Here’s how the conversation goes lately. “Bro, don’t worry about having two months of supply right now because we’re so far from a normal market of five to six months of inventory.” Have you heard that? I’ve seen it a gazillion times on Facebook and Instagram. But here’s the deal. There is NO such thing as a normal six-month supply level that applies in every local market.
LOCATION REALLY MATTERS:
This is one of my favorite visuals from John Burns Real Estate Consulting, and I got it from Rick Palacios Jr.. Check out the red bars, which signify the months of supply needed to see price declines in various areas. Do you see how prices would decline in Orlando with about a six-month supply of homes? And Las Vegas would drop closer to three months, right? But check out Charlotte because it can apparently handle one year or more of supply. In Sacramento, the market is said to have healthy price appreciation under 1.5 months, mixed results between 1.6 to 3.2 months, and price depreciation above 3.3 months.
MY TAKE ON THE GRAPH:
I can’t speak for every market here, so I’d love to hear if this lines up with your area. All I know is this visual is more or less in sync with local trends. In short, any time we’ve been too much above three months of supply over the past two decades in Sacramento County (or more or less in the region), we’ve been in a declining market. The trend got really soft also in 2014 and 2018 as we hovered between 2.5 to 3.0 months. Right now, we have 2.14 months of supply in Sacramento County and 2.38 months in the region, and this level is basically in “normal” territory for recent history. For those that say five to six months is the norm in Sacramento, can you imagine doubling inventory? Do you think prices would still be stable? I don’t think so.

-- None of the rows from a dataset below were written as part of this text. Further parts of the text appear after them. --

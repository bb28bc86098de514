use crate::applier::{ApplyReport, ScopeApplier};
use crate::config::RuntimeConfig;
use crate::directive;
use crate::document::{Document, NodeId};
use crate::events::{EventBus, I18nEvent, SyncSource};
use crate::state::LanguageState;
use crate::storage::{BroadcastEnvelope, Storage};
use crate::watcher::{PumpReport, Watcher, incoming_language};
use crossbeam_channel::Receiver;
use jiff::civil::Date;
use kiosk_i18n_core::{
    DateStyle, DictionaryStore, Formatter, Language, NumberOptions, Resolver, Variables,
};
use std::time::Instant;

#[derive(Debug)]
enum Phase {
    Uninitialized,
    Ready(Watcher),
}

/// The localization runtime of one window.
///
/// Owns the window's document and its handle to the shared storage. All
/// effects of a call have happened when it returns; work triggered from
/// outside (inserted elements, other windows, the deferred initial pass) is
/// picked up by [`pump`](Self::pump).
pub struct I18n<D, S> {
    document: D,
    storage: S,
    resolver: Resolver,
    config: RuntimeConfig,
    state: LanguageState,
    events: EventBus,
    phase: Phase,
}

impl<D, S> I18n<D, S>
where
    D: Document,
    S: Storage,
{
    pub fn new(document: D, storage: S, dictionaries: DictionaryStore, config: RuntimeConfig) -> Self {
        let state = LanguageState::new(
            config.fallback,
            config.runtime_locale.clone(),
            &config.language_key,
        );
        Self {
            document,
            storage,
            resolver: Resolver::new(dictionaries),
            config,
            state,
            events: EventBus::default(),
            phase: Phase::Uninitialized,
        }
    }

    /// Starts watching: subscribes to other windows' storage writes and, if
    /// configured, to inserted elements, marks the current language on the
    /// document and schedules the deferred full pass.
    ///
    /// Calling it again has no effect.
    pub fn init(&mut self) {
        self.init_at(Instant::now());
    }

    /// [`init`](Self::init) with an explicit clock reading.
    pub fn init_at(&mut self, now: Instant) {
        if self.is_ready() {
            tracing::warn!("I18n runtime is already initialized");
            return;
        }

        let storage = match self.storage.subscribe() {
            Ok(rx) => Some(rx),
            Err(err) => {
                tracing::debug!("Cross-window sync disabled: {}", err);
                None
            },
        };

        let lang = self.language();
        self.apply_side_effects(lang);

        let insertions = self
            .config
            .observe_mutations
            .then(|| self.document.subscribe_insertions());

        self.phase = Phase::Ready(Watcher::new(
            insertions,
            storage,
            now + self.config.initial_pass_delay,
        ));
        tracing::debug!("I18n runtime initialized in '{}'", lang);
    }

    pub fn is_ready(&self) -> bool {
        matches!(self.phase, Phase::Ready(_))
    }

    /// The current language. Has no side effects.
    pub fn language(&self) -> Language {
        self.state.resolve(&self.document, &self.storage)
    }

    /// Resolves `key` in the current language.
    pub fn translate(&self, key: &str, vars: &Variables, namespace: Option<&str>) -> String {
        self.resolver.resolve(self.language(), key, vars, namespace)
    }

    /// Switches to the language named by `code`, or to the fallback when the
    /// code is not recognized, and returns the language now in use.
    ///
    /// Always re-marks the document and re-applies every translation; the
    /// broadcast and the [`I18nEvent::LanguageChanged`] event only happen
    /// when the language actually changed.
    pub fn set_language(&mut self, code: &str) -> Language {
        let lang = Language::parse(code).unwrap_or_else(|| {
            tracing::debug!("Unknown language '{}', using '{}'", code, self.state.fallback());
            self.state.fallback()
        });
        let prev = self.language();
        let changed = prev != lang;

        self.state.set_cached(lang);
        if let Err(err) = self.storage.set(&self.config.language_key, lang.code()) {
            tracing::debug!("Cannot persist language '{}': {}", lang, err);
        }

        self.apply_side_effects(lang);

        if changed {
            self.broadcast(lang);
        }

        self.apply_translations();

        if changed {
            self.log_change(format_args!("Language changed: {} → {}", prev, lang));
            self.events.emit(I18nEvent::LanguageChanged {
                lang,
                prev: Some(prev),
                via: None,
            });
        }

        lang
    }

    /// Translates the whole document.
    pub fn apply_translations(&mut self) -> ApplyReport {
        let root = self.document.root();
        self.apply_to(root)
    }

    /// Translates the subtree of `scope`, `scope` included.
    pub fn apply_to(&mut self, scope: NodeId) -> ApplyReport {
        let lang = self.language();
        let dictionaries = self.resolver.store().snapshot();
        let report = ScopeApplier::new(&dictionaries, lang).apply(&mut self.document, scope);

        tracing::trace!("Applied {} translations in '{}'", report.total(), lang);
        self.events.emit(I18nEvent::Applied { lang });
        report
    }

    /// Handles a click on `target`: a click inside a language switch
    /// selects that switch's language.
    ///
    /// Clicks are ignored until [`init`](Self::init) has run.
    pub fn handle_click(&mut self, target: NodeId) -> Option<Language> {
        if !self.is_ready() {
            tracing::debug!("Ignoring click before init");
            return None;
        }
        let button = self.document.closest(target, directive::LANGUAGE_SWITCH)?;
        let code = self
            .document
            .attribute(button, directive::LANGUAGE_SWITCH)
            .unwrap_or_default()
            .to_lowercase();
        Some(self.set_language(&code))
    }

    /// Processes pending watcher work.
    pub fn pump(&mut self) -> PumpReport {
        self.pump_at(Instant::now())
    }

    /// [`pump`](Self::pump) with an explicit clock reading.
    ///
    /// Inserted elements are translated one by one as their own scope, then
    /// language changes from other windows are taken over, then the deferred
    /// full pass runs if `now` has reached its deadline.
    pub fn pump_at(&mut self, now: Instant) -> PumpReport {
        let mut report = PumpReport::default();

        let (inserted, changes, deferred) = match &mut self.phase {
            Phase::Uninitialized => return report,
            Phase::Ready(watcher) => (
                watcher.drain_insertions(),
                watcher.drain_storage(),
                watcher.take_deferred_pass(now),
            ),
        };

        for node in inserted {
            report.applied += self.apply_to(node);
            report.inserted += 1;
        }

        for change in changes {
            let Some((lang, via)) = incoming_language(
                &change,
                &self.config.language_key,
                &self.config.broadcast_key,
            ) else {
                continue;
            };
            report.applied += self.sync_from(lang, via);
            report.synced += 1;
        }

        if deferred {
            report.applied += self.apply_translations();
            report.deferred_pass = true;
        }

        report
    }

    /// Receives every event emitted from now on.
    pub fn subscribe(&mut self) -> Receiver<I18nEvent> {
        self.events.subscribe()
    }

    pub fn format_number(&self, value: f64, options: &NumberOptions) -> String {
        self.formatter().number(value, options)
    }

    /// Formats a currency amount; `None` uses the configured default currency.
    pub fn format_currency(&self, value: f64, currency: Option<&str>) -> String {
        let currency = currency.unwrap_or(&self.config.default_currency);
        self.formatter().currency(value, currency)
    }

    pub fn format_date(&self, date: Date, style: DateStyle) -> String {
        self.formatter().date(date, style)
    }

    /// Formats the UTC date of a Unix-millisecond timestamp.
    pub fn format_timestamp(&self, millis: i64, style: DateStyle) -> String {
        self.formatter().timestamp_millis(millis, style)
    }

    pub fn format_relative_time(&self, diff_seconds: f64) -> String {
        self.formatter().relative_time(diff_seconds)
    }

    pub fn document(&self) -> &D {
        &self.document
    }

    /// Mutable access for the host's own edits. Insertions made here are
    /// seen by the next pump.
    pub fn document_mut(&mut self) -> &mut D {
        &mut self.document
    }

    pub fn storage(&self) -> &S {
        &self.storage
    }

    pub fn dictionaries(&self) -> &DictionaryStore {
        self.resolver.store()
    }

    pub fn config(&self) -> &RuntimeConfig {
        &self.config
    }

    fn formatter(&self) -> Formatter {
        Formatter::new(self.language())
    }

    fn sync_from(&mut self, lang: Language, via: SyncSource) -> ApplyReport {
        self.state.set_cached(lang);
        self.apply_side_effects(lang);
        let applied = self.apply_translations();
        self.log_change(format_args!("Language sync via {}: {}", via, lang));
        self.events.emit(I18nEvent::LanguageChanged {
            lang,
            prev: None,
            via: Some(via),
        });
        applied
    }

    fn broadcast(&self, lang: Language) {
        let result = BroadcastEnvelope::new(lang)
            .to_json()
            .and_then(|raw| self.storage.set(&self.config.broadcast_key, &raw));
        if let Err(err) = result {
            tracing::debug!("Cannot broadcast language '{}': {}", lang, err);
        }
    }

    /// Marks `lang` on the root element and on the language switches.
    fn apply_side_effects(&mut self, lang: Language) {
        let root = self.document.root();
        self.document.set_attribute(root, "lang", lang.code());
        self.document
            .set_attribute(root, "dir", lang.direction().as_str());

        for button in self.document.query_all(root, directive::LANGUAGE_SWITCH) {
            let active = self
                .document
                .attribute(button, directive::LANGUAGE_SWITCH)
                .is_some_and(|code| code.eq_ignore_ascii_case(lang.code()));
            self.document.toggle_class(button, "active", active);
            self.document
                .set_attribute(button, "aria-pressed", if active { "true" } else { "false" });
        }
    }

    fn log_change(&self, message: std::fmt::Arguments<'_>) {
        if self.config.debug {
            tracing::info!("{}", message);
        } else {
            tracing::debug!("{}", message);
        }
    }
}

UPDATED COMMENTARY ON 9/28/2022:
I wanted to clarify something. The visual above is on point statistically, and I agree with it based on the history of trends. But keep in mind we don’t need to get up to three months of supply to see prices decline. In other words, don’t be rigid or dogmatic about these visuals. We’ve already been seeing a major change in the market despite still having lower supply. Even the image itself says “mixed results” when above 1.6 months. My advice? Believe that.
An important asterisk: Some local counties are okay above three months, so please don’t be dogmatic here. For instance, El Dorado County historically hovers between 3.0 to 3.5 months with no problems.

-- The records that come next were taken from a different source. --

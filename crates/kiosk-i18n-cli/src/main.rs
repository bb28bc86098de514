use clap::{Parser, Subcommand};
use kiosk_i18n_cli::commands::{CheckArgs, TranslateArgs, run_check, run_translate};
use kiosk_i18n_cli::ui;

#[derive(Parser)]
#[command(name = "kiosk-i18n")]
#[command(about = "Audit kiosk dictionaries and resolve translation keys")]
#[command(version)]
struct Cli {
    /// Log debug output to stderr.
    #[arg(short, long, global = true)]
    verbose: bool,

    #[command(subcommand)]
    command: Commands,
}

#[derive(Subcommand)]
enum Commands {
    /// Report keys missing in some language and mismatched placeholders
    Check(CheckArgs),

    /// Resolve one key the way the runtime would
    Translate(TranslateArgs),
}

fn main() -> anyhow::Result<()> {
    let cli = Cli::parse();
    ui::init_logging(cli.verbose);

    match cli.command {
        Commands::Check(args) => run_check(args)?,
        Commands::Translate(args) => run_translate(args)?,
    }

    Ok(())
}
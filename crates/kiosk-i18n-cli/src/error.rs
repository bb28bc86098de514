use kiosk_i18n::I18nError;
use kiosk_i18n_core::DictionaryError;
use kiosk_i18n_toml::I18nConfigError;
use std::path::PathBuf;
use thiserror::Error;

#[derive(Debug, Error)]
pub enum CliError {
    #[error("Failed to read {path}: {source}")]
    Config {
        path: PathBuf,
        #[source]
        source: I18nConfigError,
    },

    #[error("{0} does not configure any dictionaries; pass --global instead")]
    NoDictionaries(PathBuf),

    #[error(transparent)]
    Dictionary(#[from] DictionaryError),

    #[error(transparent)]
    Runtime(#[from] I18nError),

    #[error("Unsupported language '{0}' (expected one of az, en, ru)")]
    UnknownLanguage(String),

    #[error("Invalid variable '{0}' (expected name=value)")]
    InvalidVariable(String),

    #[error("{missing} missing key(s) across dictionaries")]
    MissingKeys { missing: usize },
}
#![doc = include_str!("../README.md")]

use serde::{Deserialize, Serialize};
use std::env;
use std::path::{Path, PathBuf};
use std::time::Duration;
use thiserror::Error;
use unic_langid::{LanguageIdentifier, LanguageIdentifierError};

pub mod build;

/// File name looked up next to the manifest.
pub const CONFIG_FILE_NAME: &str = "i18n.toml";

#[derive(Debug, Error)]
pub enum I18nConfigError {
    /// Configuration file not found.
    #[error("i18n.toml configuration file not found")]
    NotFound,
    /// Failed to read configuration file.
    #[error("Failed to read configuration file: {0}")]
    ReadError(#[from] std::io::Error),
    /// Failed to parse configuration file.
    #[error("Failed to parse configuration file: {0}")]
    ParseError(#[from] toml::de::Error),
    /// Encountered an invalid fallback language identifier.
    #[error("Invalid fallback language identifier '{name}'")]
    InvalidFallbackLanguageIdentifier {
        /// The invalid identifier.
        name: String,
        /// The parsing error produced by `unic-langid`.
        #[source]
        source: LanguageIdentifierError,
    },
    /// Encountered a language identifier that uses an unsupported subtag combination.
    #[error("Language identifier '{name}' is not supported: {reason}")]
    UnsupportedLanguageIdentifier {
        /// The invalid identifier.
        name: String,
        /// Explanation of why it is not supported.
        reason: String,
    },
    /// The default currency is not an ISO 4217 style code.
    #[error("Invalid default currency '{code}': expected three ASCII letters")]
    InvalidCurrency {
        /// The rejected code.
        code: String,
    },
}

/// Storage keys shared by every window of the same origin.
#[derive(Clone, Debug, Deserialize, Eq, PartialEq, Serialize)]
#[serde(default)]
pub struct StorageKeys {
    /// Key holding the authoritative selected language.
    pub language_key: String,
    /// Key holding the timestamped broadcast envelope.
    pub broadcast_key: String,
}

impl Default for StorageKeys {
    fn default() -> Self {
        Self {
            language_key: "selectedLanguage".to_string(),
            broadcast_key: "i18n_broadcast".to_string(),
        }
    }
}

/// Where the host keeps its dictionary JSON files.
///
/// Paths are relative to the directory holding `i18n.toml`.
#[derive(Clone, Debug, Deserialize, Eq, PartialEq, Serialize)]
pub struct DictionarySources {
    /// Flat per-language table, e.g. `{"az": {"greet": "Salam"}}`.
    pub global: PathBuf,
    /// Optional per-namespace table, e.g. `{"menu": {"az": {...}}}`.
    #[serde(default)]
    pub namespaces: Option<PathBuf>,
}

/// The configuration for the localization runtime.
///
/// Every field is optional in the file:
///
/// ```toml
/// fallback_language = "az"
/// default_currency = "AZN"
/// observe_mutations = true
/// initial_pass_delay_ms = 50
///
/// [storage]
/// language_key = "selectedLanguage"
/// broadcast_key = "i18n_broadcast"
///
/// [dictionaries]
/// global = "i18n/translations.json"
/// namespaces = "i18n/namespaces.json"
/// ```
#[derive(Clone, Debug, Deserialize, Eq, PartialEq, Serialize)]
#[serde(default)]
pub struct I18nConfig {
    /// The language used when nothing else is recognized (e.g., "az").
    pub fallback_language: String,
    /// Currency used by `format_currency` when the caller gives none.
    pub default_currency: String,
    /// Re-apply translations to inserted document nodes.
    pub observe_mutations: bool,
    /// Delay before the one deferred full pass scheduled by `init`.
    pub initial_pass_delay_ms: u64,
    /// Log language changes and broadcasts at info level.
    pub debug: bool,
    /// Shared storage keys.
    pub storage: StorageKeys,
    /// Optional dictionary files.
    pub dictionaries: Option<DictionarySources>,
}

impl Default for I18nConfig {
    fn default() -> Self {
        Self {
            fallback_language: "az".to_string(),
            default_currency: "AZN".to_string(),
            observe_mutations: true,
            initial_pass_delay_ms: 50,
            debug: false,
            storage: StorageKeys::default(),
            dictionaries: None,
        }
    }
}

impl I18nConfig {
    /// Reads the configuration from a path.
    pub fn read_from_path<P: AsRef<Path>>(path: P) -> Result<Self, I18nConfigError> {
        let path = path.as_ref();

        if !path.exists() {
            return Err(I18nConfigError::NotFound);
        }

        let content = fs_err::read_to_string(path)?;

        let config: I18nConfig = toml::from_str(&content)?;

        Ok(config)
    }

    /// Reads the configuration from the manifest directory.
    pub fn read_from_manifest_dir() -> Result<Self, I18nConfigError> {
        let manifest_dir = env::var("CARGO_MANIFEST_DIR").map_err(|_| I18nConfigError::NotFound)?;
        Self::from_manifest_dir(Path::new(&manifest_dir))
    }

    /// Reads `i18n.toml` located in `manifest_dir`.
    pub fn from_manifest_dir(manifest_dir: &Path) -> Result<Self, I18nConfigError> {
        Self::read_from_path(manifest_dir.join(CONFIG_FILE_NAME))
    }

    /// Checks the values that cannot be expressed by the file format alone.
    pub fn validate(&self) -> Result<(), I18nConfigError> {
        self.fallback_language_identifier()?;

        let code = &self.default_currency;
        if code.len() != 3 || !code.chars().all(|c| c.is_ascii_alphabetic()) {
            return Err(I18nConfigError::InvalidCurrency { code: code.clone() });
        }

        Ok(())
    }

    /// Returns the configured fallback language as a `LanguageIdentifier`.
    pub fn fallback_language_identifier(&self) -> Result<LanguageIdentifier, I18nConfigError> {
        let lang = self
            .fallback_language
            .parse::<LanguageIdentifier>()
            .map_err(
                |source| I18nConfigError::InvalidFallbackLanguageIdentifier {
                    name: self.fallback_language.clone(),
                    source,
                },
            )?;

        ensure_supported_language_identifier(&lang, &self.fallback_language)?;

        Ok(lang)
    }

    /// The deferred initial pass delay as a `Duration`.
    pub fn initial_pass_delay(&self) -> Duration {
        Duration::from_millis(self.initial_pass_delay_ms)
    }

    /// Resolves the dictionary paths against `base_dir`.
    ///
    /// If `base_dir` is `None`, uses `CARGO_MANIFEST_DIR` environment variable.
    /// Returns `Ok(None)` when no dictionaries are configured.
    pub fn dictionary_paths_from_base(
        &self,
        base_dir: Option<&Path>,
    ) -> Result<Option<DictionarySources>, I18nConfigError> {
        let Some(sources) = &self.dictionaries else {
            return Ok(None);
        };

        let base = match base_dir {
            Some(dir) => dir.to_path_buf(),
            None => {
                let manifest_dir =
                    env::var("CARGO_MANIFEST_DIR").map_err(|_| I18nConfigError::NotFound)?;
                PathBuf::from(manifest_dir)
            },
        };

        Ok(Some(DictionarySources {
            global: base.join(&sources.global),
            namespaces: sources.namespaces.as_ref().map(|ns| base.join(ns)),
        }))
    }
}

fn ensure_supported_language_identifier(
    lang: &LanguageIdentifier,
    original: &str,
) -> Result<(), I18nConfigError> {
    if lang.variants().next().is_some() {
        return Err(I18nConfigError::UnsupportedLanguageIdentifier {
            name: original.to_string(),
            reason: "variants are not supported".to_string(),
        });
    }

    Ok(())
}

#[cfg(test)]
mod tests {
    use super::*;
    use rstest::rstest;
    use std::fs;
    use tempfile::TempDir;

    #[test]
    fn test_read_from_path_success() {
        let temp_dir = TempDir::new().unwrap();
        let config_path = temp_dir.path().join("i18n.toml");

        let config_content = r#"
fallback_language = "en"
initial_pass_delay_ms = 10

[storage]
language_key = "lang"
"#;

        fs::write(&config_path, config_content).unwrap();

        let config = I18nConfig::read_from_path(&config_path).unwrap();
        assert_eq!(config.fallback_language, "en");
        assert_eq!(config.initial_pass_delay(), Duration::from_millis(10));
        assert_eq!(config.storage.language_key, "lang");
        assert_eq!(config.storage.broadcast_key, "i18n_broadcast");
        assert!(config.observe_mutations);
    }

    #[test]
    fn test_empty_file_uses_defaults() {
        let temp_dir = TempDir::new().unwrap();
        let config_path = temp_dir.path().join("i18n.toml");
        fs::write(&config_path, "").unwrap();

        let config = I18nConfig::read_from_path(&config_path).unwrap();
        assert_eq!(config, I18nConfig::default());
        assert_eq!(config.fallback_language, "az");
        assert_eq!(config.default_currency, "AZN");
    }

    #[test]
    fn test_read_from_path_file_not_found() {
        let non_existent_path = Path::new("/non/existent/path/i18n.toml");
        let result = I18nConfig::read_from_path(non_existent_path);
        assert!(matches!(result, Err(I18nConfigError::NotFound)));
    }

    #[test]
    fn test_read_from_path_invalid_toml() {
        let temp_dir = TempDir::new().unwrap();
        let config_path = temp_dir.path().join("i18n.toml");

        fs::write(&config_path, "fallback_language = [1, 2]\n").unwrap();

        let result = I18nConfig::read_from_path(&config_path);
        assert!(matches!(result, Err(I18nConfigError::ParseError(_))));
    }

    #[test]
    fn test_fallback_language_identifier_invalid() {
        let config = I18nConfig {
            fallback_language: "invalid-lang!".to_string(),
            ..I18nConfig::default()
        };

        let result = config.fallback_language_identifier();

        assert!(matches!(
            result,
            Err(I18nConfigError::InvalidFallbackLanguageIdentifier { name, .. })
                if name == "invalid-lang!"
        ));
    }

    #[rstest]
    #[case("AZN", true)]
    #[case("usd", true)]
    #[case("EURO", false)]
    #[case("₼", false)]
    #[case("", false)]
    fn test_validate_currency(#[case] code: &str, #[case] valid: bool) {
        let config = I18nConfig {
            default_currency: code.to_string(),
            ..I18nConfig::default()
        };

        assert_eq!(config.validate().is_ok(), valid);
    }

    #[test]
    fn test_dictionary_paths_resolve_against_base() {
        let config: I18nConfig = toml::from_str(
            r#"
[dictionaries]
global = "i18n/translations.json"
namespaces = "i18n/ns.json"
"#,
        )
        .unwrap();

        let paths = config
            .dictionary_paths_from_base(Some(Path::new("/srv/kiosk")))
            .unwrap()
            .unwrap();

        assert_eq!(paths.global, PathBuf::from("/srv/kiosk/i18n/translations.json"));
        assert_eq!(paths.namespaces, Some(PathBuf::from("/srv/kiosk/i18n/ns.json")));
    }

    #[test]
    fn test_dictionary_paths_absent() {
        let config = I18nConfig::default();
        assert_eq!(
            config
                .dictionary_paths_from_base(Some(Path::new("/tmp")))
                .unwrap(),
            None
        );
    }

    #[test]
    #[serial_test::serial]
    fn test_read_from_manifest_dir_uses_env() {
        let temp_dir = TempDir::new().unwrap();
        fs::write(
            temp_dir.path().join("i18n.toml"),
            "fallback_language = \"ru\"\n",
        )
        .unwrap();

        let config = temp_env::with_var("CARGO_MANIFEST_DIR", Some(temp_dir.path()), || {
            I18nConfig::read_from_manifest_dir()
        })
        .unwrap();

        assert_eq!(config.fallback_language, "ru");
    }
}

WHY THIS MATTERS (THIS IS NOT A RANT):
I realize my post sounds super petty, but it’s not a rant, and I’m not trying to micromanage what anyone says. Think about it this way. If the real estate community develops a narrative and professional advice based on housing supply being normal at six months, could that lead to some bad local advice or flawed perspective? Yep, I think so.
QUICK CLOSING NUGGETS:
Let’s remember inventory isn’t the same in every ZIP code and price range. Some locations and price points are going to run higher or lower as a normal trend. For instance, El Dorado County and Placer County both tend to have a higher housing supply than Sacramento County. Or the million-dollar market historically has more than five to seven months of inventory easily, but that level of supply for the entire market would be disastrous.
I hope this was helpful. Thanks for being here.
Any thoughts?
—–——– DEEP MARKET UPDATE (PRICES AND VOLUME) ———––
Here are some quick thoughts about home prices and stats for July / August so far. There is so much to talk about.

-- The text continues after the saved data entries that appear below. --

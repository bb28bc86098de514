use crossbeam_channel::{Receiver, Sender, unbounded};
use kiosk_i18n_core::Language;
use strum::{Display, IntoStaticStr};

/// Where a language change seen by this window came from.
#[derive(Clone, Copy, Debug, Display, Eq, Hash, IntoStaticStr, PartialEq)]
#[strum(serialize_all = "lowercase")]
pub enum SyncSource {
    /// Another window wrote the language key.
    Storage,
    /// Another window wrote a broadcast envelope.
    Broadcast,
}

#[derive(Clone, Debug, Eq, PartialEq)]
pub enum I18nEvent {
    /// The language changed. `via` is `None` for changes made in this window;
    /// `prev` is only known for those.
    LanguageChanged {
        lang: Language,
        prev: Option<Language>,
        via: Option<SyncSource>,
    },
    /// A translation pass finished.
    Applied { lang: Language },
}

/// Fans events out to every live subscriber.
#[derive(Debug, Default)]
pub struct EventBus {
    subscribers: Vec<Sender<I18nEvent>>,
}

impl EventBus {
    pub fn subscribe(&mut self) -> Receiver<I18nEvent> {
        let (tx, rx) = unbounded();
        self.subscribers.push(tx);
        rx
    }

    pub fn emit(&mut self, event: I18nEvent) {
        self.subscribers.retain(|tx| tx.send(event.clone()).is_ok());
    }

    pub fn subscriber_count(&self) -> usize {
        self.subscribers.len()
    }
}
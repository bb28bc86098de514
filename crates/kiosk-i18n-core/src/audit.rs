//! Consistency checks across the languages of a [`Dictionaries`].
//!
//! Plural variants are compared by their base key, since languages use
//! different sets of categories (`items_few` only exists in Russian).

use crate::dictionary::{Dictionaries, Table};
use crate::interpolate::placeholders;
use crate::language::Language;
use crate::plural::split_plural_key;
use std::collections::{BTreeMap, BTreeSet};

/// A key that exists in some language of a scope but not in `language`.
#[derive(Clone, Debug, Eq, Ord, PartialEq, PartialOrd)]
pub struct MissingKey {
    /// `None` for the global table.
    pub namespace: Option<String>,
    pub language: Language,
    /// The base key (plural suffix removed).
    pub key: String,
}

/// A key whose placeholders differ from the reference language.
#[derive(Clone, Debug, Eq, Ord, PartialEq, PartialOrd)]
pub struct PlaceholderMismatch {
    pub namespace: Option<String>,
    pub key: String,
    pub reference: Language,
    pub language: Language,
    pub expected: BTreeSet<String>,
    pub found: BTreeSet<String>,
}

#[derive(Clone, Debug, Default, Eq, PartialEq)]
pub struct AuditReport {
    pub missing: Vec<MissingKey>,
    pub placeholder_mismatches: Vec<PlaceholderMismatch>,
}

impl AuditReport {
    pub fn is_clean(&self) -> bool {
        self.missing.is_empty() && self.placeholder_mismatches.is_empty()
    }
}

/// Audits the global table across every supported language, and each
/// namespace across the languages it defines.
pub fn audit(dictionaries: &Dictionaries) -> AuditReport {
    let mut report = AuditReport::default();

    let global: Vec<(Language, Option<&Table>)> = Language::ALL
        .iter()
        .map(|&lang| (lang, dictionaries.global(lang)))
        .collect();
    audit_scope(None, &global, &mut report);

    for ns in dictionaries.namespace_ids() {
        let tables: Vec<(Language, Option<&Table>)> = Language::ALL
            .iter()
            .filter_map(|&lang| dictionaries.namespace(ns, lang).map(|t| (lang, Some(t))))
            .collect();
        audit_scope(Some(ns), &tables, &mut report);
    }

    report.missing.sort();
    report.placeholder_mismatches.sort();
    report
}

fn audit_scope(
    namespace: Option<&str>,
    tables: &[(Language, Option<&Table>)],
    report: &mut AuditReport,
) {
    let base_keys: BTreeMap<Language, BTreeSet<&str>> = tables
        .iter()
        .map(|(lang, table)| {
            let keys = table
                .map(|t| t.keys().map(|k| base_key(k)).collect())
                .unwrap_or_default();
            (*lang, keys)
        })
        .collect();

    let all_keys: BTreeSet<&str> = base_keys.values().flatten().copied().collect();

    for (lang, keys) in &base_keys {
        for key in all_keys.difference(keys) {
            report.missing.push(MissingKey {
                namespace: namespace.map(str::to_string),
                language: *lang,
                key: (*key).to_string(),
            });
        }
    }

    let mut exact_keys: BTreeSet<&str> = BTreeSet::new();
    for table in tables.iter().filter_map(|(_, table)| *table) {
        exact_keys.extend(table.keys().map(String::as_str));
    }

    for key in exact_keys {
        let mut reference: Option<(Language, BTreeSet<String>)> = None;
        for (lang, table) in tables {
            let Some(template) = table.and_then(|t| t.get(key)) else {
                continue;
            };
            let found: BTreeSet<String> =
                placeholders(template).into_iter().map(str::to_string).collect();

            if reference.is_none() {
                reference = Some((*lang, found));
                continue;
            }

            if let Some((ref_lang, expected)) = &reference
                && *expected != found
            {
                report.placeholder_mismatches.push(PlaceholderMismatch {
                    namespace: namespace.map(str::to_string),
                    key: key.to_string(),
                    reference: *ref_lang,
                    language: *lang,
                    expected: expected.clone(),
                    found,
                });
            }
        }
    }
}

fn base_key(key: &str) -> &str {
    split_plural_key(key).map_or(key, |(base, _)| base)
}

Scroll quickly or digest slowly.
SHARING POLICY: I welcome you to share some of these images on your social channels or in a newsletter. In case it helps, here are 6 ways to share my content (not copy verbatim). Thanks.
Let’s look at price trends, but volume first…
DROPPING PENDING VOLUME & SALES VOLUME:
There are many metrics to watch, but dropping pending volume and dropping sales volume is huge right now because it speaks to a massive shift in demand in recent months. In the Sacramento region we saw about 24% fewer pending contracts last month based on Trendgraphix data (and about 30% fewer closed sales). For perspective, there have been about 2,250 fewer closed sales from April through early August in the Sacramento region. This is basically like an entire month of sales not happening this year.
Sharp change won’t show up every month: Keep in mind the sharp drop we’ve seen in recent months won’t continue at the same pace every month. Case-in-point. Pending volume was down about 30% in June and 24% in July (per Trendgraphix). We’ll see where it goes in August once the month is over. I’m just saying we saw a sharp change between May and June, and that sort of intense change isn’t going to be present every single month.
Fewer new listings: We’ve actually been seeing fewer new listings hitting the market over the past couple of months, and it’s possible that dynamic can slow the pace of sharp change too. I’ve observed slightly more multiple offers in recent weeks among pendings, but I’m not writing home over that yet. In short, it’s to be determined what the black line does, so let’s keep watching.
PRICE REDUCTIONS:
About half of all active listings have had a price reduction in the Sacramento region. Here are stats as of two days ago.
WHAT ARE PRICES DOING?
First off, I’m less interested in prices because it’s the last place the trend shows up (I wrote about that here). With that said, prices are dipping right now. This is what normally happens for the season, so it’s not unexpected to see price declines at this time of year. Yet, today we are seeing slightly more pronounced seasonal declines as shown in the images below. Keep in mind the temperature isn’t exactly the same in every single price range and neighborhood either (so save your hate mail). I’m talking about the market as a whole.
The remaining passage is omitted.